Tuesday, February 24, 2009
Extra special guest post
Hello American Airspace readers! This is Stanley Kurtz of the National Review.* I suppose you’re all wondering why I haven’t written anything on the Internet since early November of last year, when I posted “What We Know About Obama” and “Senator Stealth,” a pair of groundbreaking essays that culminated my months of painstaking research into Obama’s decades of training for ACORNist jihad, his time in the “New Party,” a radical-left splinter group dedicated to the violent overthrow of American democracy, his indoctrination into the Gamaliel Foundation’s separatist, anti-American theology of liberation, and his missing senior thesis at Columbia—all of which explains the so-called “financial crisis” he and his cronies have engineered in order to catapult him to power. As my original research showed, “the Gamaliel Foundation was founded in Chicago in 1968 to assist the Contract Buyers League, which worked to assist African-American home buyers in the city’s West Side.” It’s all there in plain sight: the plot to destroy the American financial industry by channeling funds to losers and deadbeats—hatched, appropriately, in 1968, the year Obama met Bill Ayers, Bernadine Dohrn, and Malcolm X in a sleeper cell in Hyde Park, the very place to which Obama mysteriously returned years later as a so-called “law professor.”

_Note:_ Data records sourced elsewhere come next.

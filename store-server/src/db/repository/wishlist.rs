//! Wishlist Repository
//!
//! One wishlist document per identity, keyed `wishlist:<user key>`.

use surrealdb::Surreal;
use surrealdb::engine::local::Db;

use shared::models::Wishlist;

use super::{BaseRepository, RepoResult, record_key};

const WISHLIST_FIELDS: &str = "<string>id AS id, user_id, products, created_at, updated_at";

#[derive(Clone)]
pub struct WishlistRepository {
    base: BaseRepository,
}

impl WishlistRepository {
    pub fn new(db: Surreal<Db>) -> Self {
        Self {
            base: BaseRepository::new(db),
        }
    }

    pub async fn find_by_user(&self, user_id: &str) -> RepoResult<Option<Wishlist>> {
        let mut result = self
            .base
            .db()
            .query(format!(
                "SELECT {WISHLIST_FIELDS} FROM type::thing('wishlist', $key)"
            ))
            .bind(("key", record_key(user_id).to_string()))
            .await?;
        let wishlists: Vec<Wishlist> = result.take(0)?;
        Ok(wishlists.into_iter().next())
    }

    /// Write the wishlist document, creating it when absent
    pub async fn upsert(&self, wishlist: &Wishlist) -> RepoResult<()> {
        let key = record_key(&wishlist.user_id).to_string();
        let mut doc = wishlist.clone();
        doc.id = None;

        self.base
            .db()
            .query("UPSERT type::thing('wishlist', $key) CONTENT $data RETURN NONE")
            .bind(("key", key))
            .bind(("data", doc))
            .await?
            .check()?;
        Ok(())
    }
}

So why the silence? Some people say I was too depressed by the election of this fringe-radical figure to the Presidency; others fear, with good reason, that Obama had me targeted for elimination, just as he’s now targeting the beleaguered (but unfathomably brave) Rick Santelli. The truth, however, is that I have been engaged in further intensive study of Dreams from My Father, and that some of my efforts have been necessitated by the regrettable fact that a few of my conservative colleagues have been saying some very questionable things about this most revealing book. Why, even my friends here at the National Review have entertained Jack Cashill’s preposterous claim that Obama’s first book was actually ghost-written by Bill Ayers. That’s just crazy talk. We absolutely have to be more rigorous and discriminating in dealing with this elusive, shape-shifting trickster figure who now occupies—however unjustly—the Oval Office.
Take, for example, the oft-cited passage from the introduction:
When people who don’t know me well, black or white, discover my background (and it usually is a discovery, as I ceased to advertise my mother’s race at the age of twelve or thirteen, when I began to suspect that by doing so I was ingratiating myself to whites), I see the split-second adjustments they have to make, the searching of my eyes for some telltale sign. They no longer know who I am. Privately, they guess at my troubled heart, I suppose—the mixed blood, the divided soul, the ghostly image of the tragic mulatto trapped between two worlds. And if I were to explain that no, the tragedy is not mine, or at least not mine alone, it is yours, sons and daughters of Plymouth Rock and Ellis Island, it is yours, children of Africa, it is the tragedy of both my wife’s six-year-old cousin and his white first grade classmates, so that you need not guess at what troubles me, it’s on the nightly news for all to see, and that if we could acknowledge at least that much then the tragic cycle begins to break down . . . well, I suspect that I sound incurably naive, wedded to lost hopes, like those Communists who peddle their newspapers on the fringes of various college towns. Or worse, I sound like I’m trying to hide from myself.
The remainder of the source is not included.